From Prompt Engineering to Intent Engineering: Why AI Agents Need More Than Context
📚 Related: Building AI Agents with Local LLMs · Context Rot and the Forgetting Fix · Session-as-RAG Memory · Function Calling with Local LLMs · Planning Tool
Klarna’s AI assistant handled 2.3 million customer service conversations per month. It cut resolution time from 11 minutes to under 2. It did the work of 700 full-time agents and saved the company $60 million.
In May 2025, CEO Sebastian Siemiatkowski went on Bloomberg and said the AI strategy had gone too far. “As cost unfortunately seems to have been a too predominant evaluation factor,” he said, “what you end up having is lower quality.” Klarna started rehiring humans.

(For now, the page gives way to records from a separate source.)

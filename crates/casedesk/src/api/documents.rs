use tracing::instrument;

use crate::error::Error;
use crate::gateway::{ApiRequest, Download};
use crate::models::{Document, DocumentUpload, OcrResult};

use super::resource::{Documents, Resource, Resources};

impl Resources<'_, Documents> {
    /// `POST /api/documents` as `multipart/form-data`.
    #[instrument(skip_all, fields(file = %upload.file.file_name))]
    pub async fn upload(&self, upload: DocumentUpload) -> Result<Document, Error> {
        let request = ApiRequest::post(Documents::PATH)
            .multipart(upload.into_multipart());
        self.gateway.json(request).await
    }

    /// Absolute download link, for handing to a browser.
    pub fn download_url(&self, id: i64) -> String {
        self.gateway
            .url_for(&format!("{}/download", Self::item_path(id)))
    }

    /// Absolute inline-preview link.
    pub fn preview_url(&self, id: i64) -> String {
        self.gateway
            .url_for(&format!("{}/preview", Self::item_path(id)))
    }

    /// `GET /api/documents/{id}/download`
    #[instrument(skip(self))]
    pub async fn download(&self, id: i64) -> Result<Download, Error> {
        let path = format!("{}/download", Self::item_path(id));
        self.gateway.download(ApiRequest::get(path)).await
    }

    /// `POST /api/documents/{id}/ocr`
    #[instrument(skip(self))]
    pub async fn run_ocr(&self, id: i64) -> Result<OcrResult, Error> {
        let path = format!("{}/ocr", Self::item_path(id));
        self.gateway.json(ApiRequest::post(path)).await
    }
}
//! User accounts and login tokens.

use chrono::NaiveDateTime;
use serde::{Deserialize, Serialize};

/// Role of a user account.
#[derive(Debug, Clone, Copy, PartialEq, Eq, Hash, Serialize, Deserialize, Default)]
#[serde(rename_all = "snake_case")]
pub enum UserRole {
    Admin,
    #[default]
    Assistant,
}

/// A user profile as returned by `GET /api/auth/me` and the admin endpoints.
#[derive(Debug, Clone, PartialEq, Serialize, Deserialize)]
pub struct User {
    pub id: i64,
    pub username: String,
    pub email: String,
    pub full_name: String,
    #[serde(default)]
    pub role: UserRole,
    pub is_active: bool,
    #[serde(with = "super::timestamp")]
    pub created_at: NaiveDateTime,
    #[serde(default, with = "super::timestamp::option")]
    pub last_login: Option<NaiveDateTime>,
}

impl User {
    pub fn is_admin(&self) -> bool {
        self.role == UserRole::Admin
    }
}

/// Body for registering a user or creating one from the admin screen.
#[derive(Clone, Serialize)]
pub struct NewUser {
    pub username: String,
    pub email: String,
    pub full_name: String,
    pub role: UserRole,
    pub password: String,
}

// Password stays out of logs
impl std::fmt::Debug for NewUser {
    fn fmt(&self, f: &mut std::fmt::Formatter<'_>) -> std::fmt::Result {
        f.debug_struct("NewUser")
            .field("username", &self.username)
            .field("email", &self.email)
            .field("full_name", &self.full_name)
            .field("role", &self.role)
            .field("password", &"[REDACTED]")
            .finish()
    }
}

/// Partial update of a user account.
#[derive(Debug, Clone, Default, Serialize)]
pub struct UserUpdate {
    #[serde(skip_serializing_if = "Option::is_none")]
    pub email: Option<String>,
    #[serde(skip_serializing_if = "Option::is_none")]
    pub full_name: Option<String>,
    #[serde(skip_serializing_if = "Option::is_none")]
    pub role: Option<UserRole>,
    #[serde(skip_serializing_if = "Option::is_none")]
    pub is_active: Option<bool>,
    #[serde(skip_serializing_if = "Option::is_none")]
    pub password: Option<String>,
}

/// Credential pair returned by `POST /api/auth/login`.
#[derive(Clone, Deserialize)]
pub struct TokenPair {
    pub access_token: String,
    pub refresh_token: String,
    #[serde(default = "default_token_type")]
    pub token_type: String,
}

fn default_token_type() -> String {
    "bearer".to_string()
}

impl std::fmt::Debug for TokenPair {
    fn fmt(&self, f: &mut std::fmt::Formatter<'_>) -> std::fmt::Result {
        f.debug_struct("TokenPair")
            .field("access_token", &"[REDACTED]")
            .field("refresh_token", &"[REDACTED]")
            .field("token_type", &self.token_type)
            .finish()
    }
}
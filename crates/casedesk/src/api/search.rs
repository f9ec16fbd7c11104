use serde::Serialize;
use tracing::instrument;

use crate::error::Error;
use crate::gateway::endpoints::SEARCH;
use crate::gateway::{ApiRequest, Gateway};
use crate::models::{FulltextResults, GlobalSearchResults, SearchParams, SemanticResults};

/// Results requested from the semantic search.
const SEMANTIC_TOP_K: u32 = 10;

#[derive(Serialize)]
struct SemanticQuery<'a> {
    query: &'a str,
    top_k: u32,
}

/// Search endpoints.
#[derive(Debug, Clone, Copy)]
pub struct SearchApi<'a> {
    gateway: &'a Gateway,
}

impl<'a> SearchApi<'a> {
    pub fn new(gateway: &'a Gateway) -> Self {
        Self { gateway }
    }

    /// `GET /api/search?q=...` across cases, persons, documents and acts.
    #[instrument(skip(self))]
    pub async fn global(
        &self,
        query: &str,
        params: &SearchParams,
    ) -> Result<GlobalSearchResults, Error> {
        let request = ApiRequest::get(SEARCH)
            .query_pair("q", query)
            .with_query(params)?;
        self.gateway.json(request).await
    }

    /// `GET /api/search/fulltext?q=...` over document text.
    #[instrument(skip(self))]
    pub async fn fulltext(&self, query: &str) -> Result<FulltextResults, Error> {
        let request = ApiRequest::get(format!("{}/fulltext", SEARCH)).query_pair("q", query);
        self.gateway.json(request).await
    }

    /// `POST /api/search/semantic`
    #[instrument(skip(self))]
    pub async fn semantic(&self, query: &str) -> Result<SemanticResults, Error> {
        let request = ApiRequest::post(format!("{}/semantic", SEARCH)).json(&SemanticQuery {
            query,
            top_k: SEMANTIC_TOP_K,
        })?;
        self.gateway.json(request).await
    }
}
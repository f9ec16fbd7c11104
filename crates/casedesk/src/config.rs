//! Client configuration.
//!
//! Settings come from [`ClientConfig::default`] and can be overridden from
//! the environment with [`ClientConfig::from_env`]:
//!
//! - `CASEDESK_API_URL`: backend base URL (default `http://localhost:8000`)
//! - `CASEDESK_TIMEOUT_SECS`: per-request timeout in seconds (default 30)

use std::time::Duration;

use crate::error::{Error, InvalidInputError};
use crate::types::ApiUrl;

/// Environment variable holding the backend base URL.
pub const API_URL_ENV: &str = "CASEDESK_API_URL";

/// Environment variable holding the request timeout in seconds.
pub const TIMEOUT_ENV: &str = "CASEDESK_TIMEOUT_SECS";

/// Backend base URL used when nothing else is configured.
pub const DEFAULT_API_URL: &str = "http://localhost:8000";

/// Per-request timeout. Applies to each network call independently,
/// including the refresh round-trip.
pub const DEFAULT_TIMEOUT_SECS: u64 = 30;

/// Configuration for a [`Client`](crate::Client).
#[derive(Debug, Clone)]
pub struct ClientConfig {
    pub base_url: ApiUrl,
    pub timeout: Duration,
    pub user_agent: String,
}

impl ClientConfig {
    /// Create a configuration for the given backend with default settings.
    pub fn new(base_url: ApiUrl) -> Self {
        Self {
            base_url,
            timeout: Duration::from_secs(DEFAULT_TIMEOUT_SECS),
            user_agent: concat!("casedesk/", env!("CARGO_PKG_VERSION")).to_string(),
        }
    }

    /// Build a configuration from the process environment.
    ///
    /// # Errors
    ///
    /// Returns an error if a variable is set but does not parse.
    pub fn from_env() -> Result<Self, Error> {
        Self::from_lookup(|name| std::env::var(name).ok())
    }

    pub(crate) fn from_lookup<F>(lookup: F) -> Result<Self, Error>
    where
        F: Fn(&str) -> Option<String>,
    {
        let base_url = match lookup(API_URL_ENV) {
            Some(value) => ApiUrl::new(&value)?,
            None => ApiUrl::new(DEFAULT_API_URL)?,
        };

        let mut config = Self::new(base_url);

        if let Some(value) = lookup(TIMEOUT_ENV) {
            let secs: u64 = value.trim().parse().map_err(|_| InvalidInputError::Config {
                name: TIMEOUT_ENV.to_string(),
                value: value.clone(),
                reason: "expected a whole number of seconds".to_string(),
            })?;
            if secs == 0 {
                return Err(InvalidInputError::Config {
                    name: TIMEOUT_ENV.to_string(),
                    value,
                    reason: "timeout must be greater than zero".to_string(),
                }
                .into());
            }
            config.timeout = Duration::from_secs(secs);
        }

        Ok(config)
    }

    /// Override the request timeout.
    pub fn with_timeout(mut self, timeout: Duration) -> Self {
        self.timeout = timeout;
        self
    }
}

impl Default for ClientConfig {
    fn default() -> Self {
        Self::new(ApiUrl::new(DEFAULT_API_URL).expect("default API URL is valid"))
    }
}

Both things were true at the same time. The AI succeeded at the metric it was given (speed, volume, cost) and failed at what the company actually needed (trust, judgment, knowing when to spend extra time with an angry customer). The system had prompts. It had context. What it didn’t have was intent.
This matters for anyone building local AI agents, because the same failure mode is waiting for you at smaller scale.
The three disciplines
Credit to Nate Jones (AI News & Strategy Daily) for crystallizing this progression in a February 2026 essay that used the Klarna story as its centerpiece.
Prompt engineering: “How do I talk to AI?”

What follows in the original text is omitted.